§ Requirement
Please return the lines below verbatim, beginning at the one that has "let action = agent.select_action(observation.view(), 0.5);" and stopping after the one that has "assert_eq!(agent.memory().size(), 50);", and add no other lines.

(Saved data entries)
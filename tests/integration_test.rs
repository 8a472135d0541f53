use navdqn::{
    agent::{AgentConfig, DeepQAgent, DeepQAgentBuilder},
    environment::{Environment, Step, StepInfo},
    error::Result,
    optimizer::OptimizerKind,
    training::{TrainingConfig, TrainingLoop},
    value_function::QModel,
};
use ndarray::{array, Array1};

/// Five-step episodes where action 0 always pays 1 and action 1 pays 0.
struct PreferFirst {
    t: usize,
}

impl PreferFirst {
    fn observation(&self) -> Array1<f32> {
        array![self.t as f32 / 5.0, 1.0]
    }
}

impl Environment for PreferFirst {
    fn reset(&mut self) -> Result<Array1<f32>> {
        self.t = 0;
        Ok(self.observation())
    }

    fn step(&mut self, action: usize) -> Result<Step> {
        self.t += 1;
        Ok(Step {
            observation: self.observation(),
            reward: if action == 0 { 1.0 } else { 0.0 },
            done: self.t >= 5,
            info: StepInfo::default(),
        })
    }
}

#[test]
fn test_training_loop_learns_better_action() {
    let _ = env_logger::builder().is_test(true).try_init();
    let config = TrainingConfig {
        epochs: 300,
        steps: 10,
        update_target_network: 100,
        exploration_rate: 1.0,
        exploration_decay: 1.0,
        minibatch_size: 16,
        learn_start: 16,
        learning_rate: 0.005,
        discount_factor: 0.5,
        memory_size: 5000,
        network_inputs: 2,
        network_outputs: 2,
        network_structure: vec![16],
        seed: Some(99),
        ..TrainingConfig::default()
    };
    let mut training = TrainingLoop::new(config).unwrap();
    let summary = training.run(&mut PreferFirst { t: 0 }).unwrap();
    assert_eq!(summary.episodes, 300);

    for t in 0..5 {
        let q = training.agent().q_values(array![t as f32 / 5.0, 1.0].view());
        assert!(q[0] > q[1], "state {}: {:?}", t, q);
    }
}

#[test]
fn test_manual_driver_loop() {
    // The same protocol the training loop follows, driven by hand
    let mut agent = DeepQAgentBuilder::new()
        .input_size(2)
        .output_size(2)
        .hidden_layers(&[8])
        .memory_size(64)
        .learn_start(8)
        .optimizer(OptimizerKind::RmsProp)
        .seed(4)
        .build()
        .unwrap();
    let mut env = PreferFirst { t: 0 };

    let mut learned = 0;
    for episode in 0..10 {
        let mut observation = env.reset().unwrap();
        loop {
            let action = agent.select_action(observation.view(), 0.5);
            let step = env.step(action).unwrap();
            agent.add_memory(observation, action, step.reward, step.observation.clone(), step.done);
            if agent.learn_on_mini_batch(8, episode > 2).is_some() {
                learned += 1;
            }
            observation = step.observation;
            if step.done {
                break;
            }
        }
        agent.update_target_network();
    }

    assert_eq!(agent.memory().size(), 50);
    // Memory first exceeds learn_start on the ninth transition
    assert_eq!(learned, 42);
    let x = array![0.4, 1.0];
    assert_eq!(
        agent.value_function().predict(QModel::Online, x.view()),
        agent.value_function().predict(QModel::Target, x.view())
    );
}

#[test]
fn test_production_topology() {
    let agent = DeepQAgent::new(AgentConfig { seed: Some(1), ..AgentConfig::default() }).unwrap();
    let topology = agent.value_function().topology();
    assert_eq!(topology.describe(), "118-300-300-4 with attention");
    assert_eq!(agent.q_values(Array1::zeros(118).view()).len(), 4);
}
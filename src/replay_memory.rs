//! Fixed-capacity experience replay.
//!
//! Transitions are written into a ring of `capacity` slots: while the ring
//! is filling they are appended, afterwards slot `inserted % capacity` is
//! overwritten in place, so the memory always holds the most recent
//! `capacity` transitions.

use ndarray::Array1;
use rand::Rng;
use serde::{Serialize, Deserialize};

/// One recorded step of interaction with the environment.
#[derive(Clone, Debug, PartialEq, Serialize, Deserialize)]
pub struct Transition {
    pub state: Array1<f32>,
    pub action: usize,
    pub reward: f32,
    pub next_state: Array1<f32>,
    pub is_terminal: bool,
}

impl Transition {
    pub fn new(state: Array1<f32>, action: usize, reward: f32, next_state: Array1<f32>, is_terminal: bool) -> Self {
        Transition { state, action, reward, next_state, is_terminal }
    }
}

#[derive(Clone, Debug)]
pub struct ReplayMemory {
    slots: Vec<Transition>,
    capacity: usize,
    inserted: usize,
}

impl ReplayMemory {
    /// Panics if `capacity` is zero.
    pub fn new(capacity: usize) -> Self {
        assert!(capacity > 0, "replay memory capacity must be greater than 0");
        ReplayMemory {
            // Large memories fill slowly; only reserve what a short run needs.
            slots: Vec::with_capacity(capacity.min(1 << 16)),
            capacity,
            inserted: 0,
        }
    }

    pub fn store(&mut self, transition: Transition) {
        if self.slots.len() < self.capacity {
            self.slots.push(transition);
        } else {
            let write_index = self.inserted % self.capacity;
            self.slots[write_index] = transition;
        }
        self.inserted += 1;
    }

    /// Draw `batch_size` transitions uniformly at random, with replacement.
    ///
    /// Panics if `batch_size` exceeds the number of stored transitions;
    /// callers only sample once the warm-up threshold has been passed.
    pub fn sample<R: Rng + ?Sized>(&self, batch_size: usize, rng: &mut R) -> Vec<&Transition> {
        assert!(
            batch_size <= self.size(),
            "cannot sample {} transitions from a memory holding {}",
            batch_size,
            self.size()
        );
        (0..batch_size)
            .map(|_| &self.slots[rng.gen_range(0..self.slots.len())])
            .collect()
    }

    /// Number of stored transitions, `min(inserted, capacity)`.
    pub fn size(&self) -> usize {
        self.slots.len()
    }

    pub fn is_empty(&self) -> bool {
        self.slots.is_empty()
    }

    pub fn capacity(&self) -> usize {
        self.capacity
    }

    /// Total number of transitions ever stored, evicted ones included.
    pub fn inserted_count(&self) -> usize {
        self.inserted
    }

    /// Transition held in ring slot `index`.
    pub fn get(&self, index: usize) -> Option<&Transition> {
        self.slots.get(index)
    }

    /// The most recently stored transition.
    pub fn last(&self) -> Option<&Transition> {
        if self.inserted == 0 {
            return None;
        }
        self.slots.get((self.inserted - 1) % self.capacity)
    }

    /// Stored transitions from oldest to newest.
    pub fn iter_chronological(&self) -> impl Iterator<Item = &Transition> {
        let split = if self.slots.len() < self.capacity { 0 } else { self.inserted % self.capacity };
        self.slots[split..].iter().chain(self.slots[..split].iter())
    }
}
pub mod test_network;
pub mod test_replay_memory;
use rand::Rng;
use crate::activations::Activation;
use crate::error::Result;
use crate::layers::{AttentionGate, DenseLayer, WeightInit};
use crate::optimizer::OptimizerWrapper;
use super::{NeuralNetwork, NetworkTopology};

/// Build a freshly initialized network for `topology`.
///
/// Hidden and output layers use Glorot-uniform weights; a network without
/// hidden layers is a single LeCun-uniform linear layer.
pub fn build_network<R: Rng + ?Sized>(
    topology: &NetworkTopology,
    optimizer: OptimizerWrapper,
    rng: &mut R,
) -> Result<NeuralNetwork> {
    topology.validate()?;

    if topology.hidden_layers.is_empty() {
        let output = DenseLayer::new_with_init(
            topology.input_size,
            topology.output_size,
            Activation::Linear,
            WeightInit::LecunUniform,
            rng,
        );
        return Ok(NeuralNetwork::from_parts(topology.clone(), None, vec![output], optimizer));
    }

    let attention = if topology.has_attention() {
        Some(AttentionGate::new(topology.input_size, rng))
    } else {
        None
    };

    let sizes = topology.layer_sizes();
    let last = sizes.len() - 2;
    let layers = sizes
        .windows(2)
        .enumerate()
        .map(|(i, window)| {
            let activation = if i == last { Activation::Linear } else { topology.hidden_activation };
            DenseLayer::new_with_init(window[0], window[1], activation, WeightInit::GlorotUniform, &mut *rng)
        })
        .collect::<Vec<_>>();

    Ok(NeuralNetwork::from_parts(topology.clone(), attention, layers, optimizer))
}
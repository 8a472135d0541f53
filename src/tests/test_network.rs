use ndarray::{array, Array2};
use rand::rngs::StdRng;
use rand::SeedableRng;
use tempfile::tempdir;
use crate::agent::{AgentConfig, DeepQAgent};
use crate::error::DqnError;
use crate::network::{build_network, NetworkTopology};
use crate::optimizer::{Adam, OptimizerWrapper, RMSProp, SGD};
use crate::value_function::QModel;

fn lidar_config(seed: u64) -> AgentConfig {
    AgentConfig {
        input_size: 20,
        output_size: 3,
        hidden_layers: vec![32, 16],
        memory_size: 100,
        learn_start: 4,
        seed: Some(seed),
        ..AgentConfig::default()
    }
}

#[test]
fn test_layer_shapes_follow_topology() {
    let topology = NetworkTopology::new(20, &[32, 16], 3).with_attention(true);
    let network = build_network(&topology, OptimizerWrapper::SGD(SGD::new()), &mut StdRng::seed_from_u64(1)).unwrap();

    let gate = network.attention.as_ref().unwrap();
    assert_eq!(gate.probs.weights.shape(), [20, 20]);
    assert_eq!(network.layers.len(), 3);
    assert_eq!(network.layers[0].weights.shape(), [20, 32]);
    assert_eq!(network.layers[1].weights.shape(), [32, 16]);
    assert_eq!(network.layers[2].weights.shape(), [16, 3]);
    assert_eq!(network.parameter_count(), 20 * 20 + 20 + 20 * 32 + 32 + 32 * 16 + 16 + 16 * 3 + 3);
}

#[test]
fn test_forward_batch_matches_single_rows() {
    let topology = NetworkTopology::new(3, &[5], 2).with_attention(true);
    let network = build_network(&topology, OptimizerWrapper::SGD(SGD::new()), &mut StdRng::seed_from_u64(6)).unwrap();
    let inputs = array![[0.1, 0.2, 0.3], [-1.0, 0.5, 2.0]];

    let batch = network.forward_batch(inputs.view());
    for (i, row) in inputs.rows().into_iter().enumerate() {
        let single = network.forward(row);
        for (a, b) in single.iter().zip(batch.row(i).iter()) {
            assert!((a - b).abs() < 1e-6);
        }
    }
}

#[test]
fn test_every_optimizer_reduces_loss() {
    let topology = NetworkTopology::new(4, &[16], 2).with_attention(true);
    let inputs = array![[0.1, 0.9, 0.3, 0.5], [0.8, 0.2, 0.6, 0.1], [0.4, 0.4, 0.9, 0.7]];
    let targets = array![[1.0, -1.0], [0.5, 0.0], [-0.5, 2.0]];

    let optimizers = vec![
        (OptimizerWrapper::SGD(SGD::new()), 0.1),
        (OptimizerWrapper::Adam(Adam::default()), 0.01),
        (OptimizerWrapper::RMSProp(RMSProp::default()), 0.005),
    ];
    for (optimizer, learning_rate) in optimizers {
        let mut network = build_network(&topology, optimizer, &mut StdRng::seed_from_u64(12)).unwrap();
        let first = network.train_batch(inputs.view(), targets.view(), learning_rate);
        let mut last = first;
        for _ in 0..300 {
            last = network.train_batch(inputs.view(), targets.view(), learning_rate);
        }
        assert!(last < first * 0.5, "{:?}: loss went from {} to {}", network.optimizer.kind(), first, last);
    }
}

#[test]
fn test_save_load_reproduces_predictions() {
    let dir = tempdir().unwrap();
    let path = dir.path().join("online.bin");

    let mut trained = DeepQAgent::new(lidar_config(1)).unwrap();
    for i in 0..20 {
        let state = ndarray::Array1::from_elem(20, i as f32 / 20.0);
        trained.add_memory(state.clone(), i % 3, 1.0, state, i == 19);
    }
    assert!(trained.learn_on_mini_batch(8, false).is_some());
    trained.save_model(&path).unwrap();

    let mut fresh = DeepQAgent::new(lidar_config(2)).unwrap();
    let probe = Array2::from_shape_fn((5, 20), |(i, j)| ((i * 20 + j) as f32).sin());
    assert_ne!(
        fresh.value_function().predict_batch(QModel::Online, probe.view()),
        trained.value_function().predict_batch(QModel::Online, probe.view())
    );

    fresh.load_weights(&path).unwrap();
    assert_eq!(
        fresh.value_function().predict_batch(QModel::Online, probe.view()),
        trained.value_function().predict_batch(QModel::Online, probe.view())
    );
    // Only the online network is restored
    assert!(!fresh
        .value_function()
        .network(QModel::Target)
        .same_parameters(trained.value_function().network(QModel::Target)));
}

#[test]
fn test_load_into_different_topology_fails() {
    let dir = tempdir().unwrap();
    let path = dir.path().join("online.bin");
    DeepQAgent::new(lidar_config(1)).unwrap().save_model(&path).unwrap();

    let other = AgentConfig { hidden_layers: vec![32, 32], ..lidar_config(1) };
    let mut agent = DeepQAgent::new(other).unwrap();
    match agent.load_weights(&path) {
        Err(DqnError::TopologyMismatch { expected, actual }) => {
            assert_eq!(expected, "20-32-32-3 with attention");
            assert_eq!(actual, "20-32-16-3 with attention");
        }
        other => panic!("expected a topology mismatch, got {:?}", other),
    }
}

#[test]
fn test_load_missing_file_is_io_error() {
    let dir = tempdir().unwrap();
    let mut agent = DeepQAgent::new(lidar_config(1)).unwrap();
    assert!(matches!(agent.load_weights(dir.path().join("missing.bin")), Err(DqnError::IoError(_))));
}
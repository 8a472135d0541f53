//! # Environment Boundary
//!
//! The simulator is an external collaborator. The training loop only needs
//! `reset`, `step` and an optional episode-number hook; reward shaping and
//! observation encoding belong to the implementation.

pub mod corridor;

pub use corridor::{CorridorConfig, LidarCorridor};

use ndarray::Array1;
use crate::error::Result;

/// Auxiliary per-step information reported by the environment.
#[derive(Clone, Debug, Default, PartialEq)]
pub struct StepInfo {
    /// Reward component attributable to collisions
    pub collision_reward: f32,
}

/// Outcome of one environment step.
#[derive(Clone, Debug, PartialEq)]
pub struct Step {
    pub observation: Array1<f32>,
    pub reward: f32,
    pub done: bool,
    pub info: StepInfo,
}

pub trait Environment {
    /// Start a new episode and return its first observation.
    fn reset(&mut self) -> Result<Array1<f32>>;

    /// Apply `action` and advance the simulation by one step.
    fn step(&mut self, action: usize) -> Result<Step>;

    /// Informs the environment which episode is about to run, so it can
    /// adapt its reward function.
    fn set_episode(&mut self, _episode: usize) {}
}
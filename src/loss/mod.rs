pub mod functions;

pub use functions::{Loss, MeanSquaredError};
use serde::{Serialize, Deserialize};

/// Size of the rolling episode-length window.
pub const SCORE_WINDOW: usize = 100;

/// Tracks episode outcomes across a training run
#[derive(Debug, Clone, Serialize, Deserialize)]
pub struct EpisodeStats {
    /// Lengths of the last `SCORE_WINDOW` episodes, written as a ring
    last_scores: Vec<usize>,
    next_score: usize,
    window_filled: bool,

    pub episodes: usize,
    pub highest_reward: f32,
    pub highest_collision_reward: f32,

    loss_sum: f64,
    loss_count: usize,
}

impl EpisodeStats {
    pub fn new() -> Self {
        EpisodeStats {
            last_scores: vec![0; SCORE_WINDOW],
            next_score: 0,
            window_filled: false,
            episodes: 0,
            highest_reward: 0.0,
            highest_collision_reward: 0.0,
            loss_sum: 0.0,
            loss_count: 0,
        }
    }

    /// Record a finished episode. Returns `true` when this episode completed
    /// a full pass over the score window.
    pub fn record_episode(&mut self, length: usize) -> bool {
        self.last_scores[self.next_score] = length;
        self.episodes += 1;
        self.next_score += 1;
        if self.next_score >= SCORE_WINDOW {
            self.next_score = 0;
            self.window_filled = true;
            return true;
        }
        false
    }

    pub fn observe_rewards(&mut self, cumulated_reward: f32, cumulated_collision_reward: f32) {
        self.highest_reward = self.highest_reward.max(cumulated_reward);
        self.highest_collision_reward = self.highest_collision_reward.max(cumulated_collision_reward);
    }

    pub fn record_loss(&mut self, loss: f32) {
        self.loss_sum += loss as f64;
        self.loss_count += 1;
    }

    /// Mean loss since the previous call, if any learning happened.
    pub fn take_mean_loss(&mut self) -> Option<f32> {
        if self.loss_count == 0 {
            return None;
        }
        let mean = (self.loss_sum / self.loss_count as f64) as f32;
        self.loss_sum = 0.0;
        self.loss_count = 0;
        Some(mean)
    }

    /// Mean over the whole window; slots not yet written count as zero.
    pub fn last_scores_mean(&self) -> f32 {
        self.last_scores.iter().sum::<usize>() as f32 / SCORE_WINDOW as f32
    }

    pub fn window_filled(&self) -> bool {
        self.window_filled
    }
}

impl Default for EpisodeStats {
    fn default() -> Self {
        Self::new()
    }
}
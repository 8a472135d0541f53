use std::fmt;

/// Result type for navdqn operations
pub type Result<T> = std::result::Result<T, DqnError>;

/// Main error type for the navdqn crate
#[derive(Debug, Clone)]
pub enum DqnError {
    /// Invalid parameter value
    InvalidParameter {
        name: String,
        reason: String,
    },

    /// A loaded parameter blob does not fit the network it is loaded into
    TopologyMismatch {
        expected: String,
        actual: String,
    },

    /// IO errors (file operations)
    IoError(String),

    /// Serialization/deserialization errors
    SerializationError(String),

    /// Failure reported by the environment collaborator
    EnvironmentError(String),
}

impl fmt::Display for DqnError {
    fn fmt(&self, f: &mut fmt::Formatter<'_>) -> fmt::Result {
        match self {
            DqnError::InvalidParameter { name, reason } => {
                write!(f, "Invalid parameter '{}': {}", name, reason)
            }
            DqnError::TopologyMismatch { expected, actual } => {
                write!(f, "Topology mismatch: expected {}, got {}", expected, actual)
            }
            DqnError::IoError(msg) => write!(f, "IO error: {}", msg),
            DqnError::SerializationError(msg) => write!(f, "Serialization error: {}", msg),
            DqnError::EnvironmentError(msg) => write!(f, "Environment error: {}", msg),
        }
    }
}

impl std::error::Error for DqnError {}

impl From<std::io::Error> for DqnError {
    fn from(err: std::io::Error) -> Self {
        DqnError::IoError(err.to_string())
    }
}

impl From<bincode::Error> for DqnError {
    fn from(err: bincode::Error) -> Self {
        DqnError::SerializationError(err.to_string())
    }
}

impl From<serde_json::Error> for DqnError {
    fn from(err: serde_json::Error) -> Self {
        DqnError::SerializationError(err.to_string())
    }
}

impl DqnError {
    pub fn invalid_parameter<S: Into<String>>(name: S, reason: S) -> Self {
        DqnError::InvalidParameter {
            name: name.into(),
            reason: reason.into(),
        }
    }
}
use ndarray::{Array1, Array2};
use ndarray_rand::RandomExt;
use rand::Rng;
use rand_distr::Uniform;
use serde::{Serialize, Deserialize};

/// Weight initialization strategies
#[derive(Debug, Clone, Copy, PartialEq, Serialize, Deserialize)]
pub enum WeightInit {
    /// Xavier/Glorot uniform initialization
    GlorotUniform,

    /// LeCun uniform initialization, used by single-layer linear networks
    LecunUniform,

    /// Uniform distribution with custom range
    Uniform { min: f32, max: f32 },

    /// All zeros
    Zeros,
}

impl WeightInit {
    /// Initialize a `(fan_in, fan_out)` weight matrix
    pub fn initialize_weights<R: Rng + ?Sized>(&self, shape: (usize, usize), rng: &mut R) -> Array2<f32> {
        let (fan_in, fan_out) = shape;

        match self {
            WeightInit::GlorotUniform => {
                let limit = (6.0 / (fan_in + fan_out) as f32).sqrt();
                Array2::random_using(shape, Uniform::new_inclusive(-limit, limit), rng)
            }

            WeightInit::LecunUniform => {
                let limit = (3.0 / fan_in as f32).sqrt();
                Array2::random_using(shape, Uniform::new_inclusive(-limit, limit), rng)
            }

            WeightInit::Uniform { min, max } => {
                Array2::random_using(shape, Uniform::new_inclusive(*min, *max), rng)
            }

            WeightInit::Zeros => Array2::zeros(shape),
        }
    }

    /// Biases always start at zero.
    pub fn initialize_biases(&self, size: usize) -> Array1<f32> {
        Array1::zeros(size)
    }
}
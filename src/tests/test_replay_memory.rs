use ndarray::array;
use rand::rngs::StdRng;
use rand::SeedableRng;
use crate::replay_memory::{ReplayMemory, Transition};

fn transition(i: usize) -> Transition {
    Transition::new(array![i as f32], i % 4, i as f32, array![(i + 1) as f32], i % 7 == 0)
}

#[test]
fn test_store_and_last() {
    let mut memory = ReplayMemory::new(10);
    assert!(memory.is_empty());
    assert!(memory.last().is_none());

    memory.store(transition(1));
    memory.store(transition(2));
    assert_eq!(memory.size(), 2);
    assert_eq!(memory.last(), Some(&transition(2)));
}

#[test]
fn test_ring_keeps_most_recent() {
    let mut memory = ReplayMemory::new(5);
    for i in 0..13 {
        memory.store(transition(i));
    }

    assert_eq!(memory.size(), 5);
    assert_eq!(memory.capacity(), 5);
    assert_eq!(memory.inserted_count(), 13);

    // Slot i % capacity holds the latest write to it
    let rewards: Vec<f32> = memory.iter_chronological().map(|t| t.reward).collect();
    assert_eq!(rewards, vec![8.0, 9.0, 10.0, 11.0, 12.0]);
    assert_eq!(memory.get(0).map(|t| t.reward), Some(10.0));
    assert_eq!(memory.last().map(|t| t.reward), Some(12.0));
}

#[test]
fn test_size_is_capacity_bounded() {
    let mut memory = ReplayMemory::new(3);
    for i in 0..3 {
        memory.store(transition(i));
        assert_eq!(memory.size(), i + 1);
    }
    for i in 3..20 {
        memory.store(transition(i));
        assert_eq!(memory.size(), 3);
    }
}

#[test]
fn test_sample_returns_stored_members() {
    let mut memory = ReplayMemory::new(8);
    for i in 0..20 {
        memory.store(transition(i));
    }
    let mut rng = StdRng::seed_from_u64(11);

    for batch_size in [1, 4, 8] {
        let batch = memory.sample(batch_size, &mut rng);
        assert_eq!(batch.len(), batch_size);
        for sampled in batch {
            assert!(sampled.reward >= 12.0, "evicted transition {} was sampled", sampled.reward);
            assert!(memory.iter_chronological().any(|t| t == sampled));
        }
    }
}

#[test]
fn test_sample_with_replacement_covers_memory() {
    let mut memory = ReplayMemory::new(4);
    for i in 0..4 {
        memory.store(transition(i));
    }
    let mut rng = StdRng::seed_from_u64(2);
    let mut seen = [false; 4];
    for _ in 0..100 {
        for sampled in memory.sample(4, &mut rng) {
            seen[sampled.reward as usize] = true;
        }
    }
    assert!(seen.iter().all(|&s| s));
}

#[test]
#[should_panic]
fn test_sample_more_than_stored_panics() {
    let mut memory = ReplayMemory::new(10);
    memory.store(transition(0));
    memory.store(transition(1));
    memory.sample(3, &mut StdRng::seed_from_u64(0));
}

#[test]
#[should_panic]
fn test_zero_capacity_panics() {
    ReplayMemory::new(0);
}
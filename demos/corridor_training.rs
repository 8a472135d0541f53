//! Corridor Navigation Example
//!
//! Trains the attention DQN on the simulated lidar corridor and writes
//! checkpoints to `models/`. Set `RUST_LOG=info` to see per-episode logs.
//!
//! ```text
//! cargo run --example corridor_training
//! cargo run --example corridor_training -- models/corridor_ep100.json models/corridor_ep100.bin
//! ```

use navdqn::environment::corridor::NUM_ACTIONS;
use navdqn::environment::{CorridorConfig, Environment, LidarCorridor};
use navdqn::training::{TrainingConfig, TrainingLoop};

fn main() -> Result<(), Box<dyn std::error::Error>> {
    env_logger::init();

    let corridor = CorridorConfig::default();
    let args: Vec<String> = std::env::args().skip(1).collect();

    let mut training = match args.as_slice() {
        [params, weights] => TrainingLoop::resume(params, weights)?,
        [] => TrainingLoop::new(TrainingConfig {
            epochs: 300,
            steps: 1000,
            update_target_network: 2000,
            minibatch_size: 64,
            learn_start: 64,
            learning_rate: 0.00025,
            memory_size: 100_000,
            network_inputs: corridor.beams,
            network_outputs: NUM_ACTIONS,
            network_structure: vec![64, 64],
            max_episode_steps: 500,
            run_name: "corridor".to_string(),
            seed: Some(42),
            ..TrainingConfig::default()
        })?,
        _ => {
            eprintln!("usage: corridor_training [PARAMS_JSON WEIGHTS_BIN]");
            std::process::exit(2);
        }
    };

    println!("Corridor DQN Example");
    println!("====================\n");

    let mut env = LidarCorridor::new(corridor, 7);
    let summary = training.run(&mut env)?;

    println!("Trained {} episodes ({} steps)", summary.episodes, summary.total_steps);
    println!("  highest reward:      {:.1}", summary.highest_reward);
    println!("  mean last-100 steps: {:.1}", summary.last_scores_mean);
    println!("  final exploration:   {:.3}", summary.final_exploration_rate);

    // Greedy rollout with the trained online network
    let agent = training.agent_mut();
    let mut observation = env.reset()?;
    let mut total_reward = 0.0;
    for t in 0..500 {
        let action = agent.select_action(observation.view(), 0.0);
        let step = env.step(action)?;
        total_reward += step.reward;
        observation = step.observation;
        if step.done {
            println!("\nGreedy episode ended after {} steps with reward {:.1}", t + 1, total_reward);
            return Ok(());
        }
    }
    println!("\nGreedy episode survived 500 steps with reward {:.1}", total_reward);
    Ok(())
}
use ndarray::{Array1, Array2, ArrayView2};
use rand::Rng;
use serde::{Serialize, Deserialize};
use crate::activations::Activation;
use super::dense::DenseLayer;
use super::initialization::WeightInit;

/// Element-wise attention gate over the raw observation.
///
/// A square sigmoid layer produces one weight in `(0, 1)` per observation
/// component and the gate returns `input * weights`, so lidar beams the
/// network has learned to ignore are scaled towards zero before they reach
/// the first hidden layer.
#[derive(Serialize, Deserialize, Clone, Debug, PartialEq)]
pub struct AttentionGate {
    pub probs: DenseLayer,
}

/// Intermediate values of a gated forward pass, kept for backpropagation.
pub struct GateTrace {
    pub pre_activation: Array2<f32>,
    pub probs: Array2<f32>,
}

impl AttentionGate {
    pub fn new<R: Rng + ?Sized>(input_size: usize, rng: &mut R) -> Self {
        AttentionGate {
            probs: DenseLayer::new_with_init(
                input_size,
                input_size,
                Activation::Sigmoid,
                WeightInit::GlorotUniform,
                rng,
            ),
        }
    }

    pub fn forward_batch(&self, inputs: ArrayView2<f32>) -> Array2<f32> {
        let probs = self.probs.forward_batch(inputs);
        &inputs * &probs
    }

    pub fn forward_cached(&self, inputs: ArrayView2<f32>) -> (GateTrace, Array2<f32>) {
        let (pre_activation, probs) = self.probs.forward_cached(inputs);
        let gated = &inputs * &probs;
        (GateTrace { pre_activation, probs }, gated)
    }

    /// Gradients of the gate parameters given the error at the gated output.
    /// The observation is the network input, so no error is propagated further.
    pub fn backward_batch(
        &self,
        inputs: ArrayView2<f32>,
        trace: &GateTrace,
        output_errors: ArrayView2<f32>,
    ) -> (Array2<f32>, Array1<f32>) {
        debug_assert_eq!(trace.probs.dim(), inputs.dim());
        let probs_error = &output_errors * &inputs;
        let (_adjusted_error, weight_gradients, bias_gradients) =
            self.probs.backward_batch(inputs, trace.pre_activation.view(), probs_error.view());
        (weight_gradients, bias_gradients)
    }

    pub fn size(&self) -> usize {
        self.probs.input_size()
    }
}
use ndarray::{Array2, ArrayView2};

/// Trait defining the interface for regression losses over a batch of
/// predicted action-values
pub trait Loss: Send + Sync {
    /// Compute the loss for a batch of predictions and targets
    fn compute_batch(&self, predictions: ArrayView2<f32>, targets: ArrayView2<f32>) -> f32;

    /// Compute the gradient of the loss with respect to every prediction
    fn gradient_batch(&self, predictions: ArrayView2<f32>, targets: ArrayView2<f32>) -> Array2<f32>;
}

/// Mean squared error averaged over every output of every sample.
///
/// Label components equal to the network's own prediction contribute zero
/// error, which is how a Q-value label restricts the update to the taken
/// action.
#[derive(Debug, Clone, Copy, Default)]
pub struct MeanSquaredError;

impl Loss for MeanSquaredError {
    fn compute_batch(&self, predictions: ArrayView2<f32>, targets: ArrayView2<f32>) -> f32 {
        let diff = &predictions - &targets;
        diff.mapv(|d| d * d).sum() / predictions.len() as f32
    }

    fn gradient_batch(&self, predictions: ArrayView2<f32>, targets: ArrayView2<f32>) -> Array2<f32> {
        (&predictions - &targets) * (2.0 / predictions.len() as f32)
    }
}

§ Completed task
            let action = agent.select_action(observation.view(), 0.5);
            let step = env.step(action).unwrap();
            agent.add_memory(observation, action, step.reward, step.observation.clone(), step.done);
            if agent.learn_on_mini_batch(8, episode > 2).is_some() {
                learned += 1;
            }
            observation = step.observation;
            if step.done {
                break;
            }
        }
        agent.update_target_network();
    }

    assert_eq!(agent.memory().size(), 50);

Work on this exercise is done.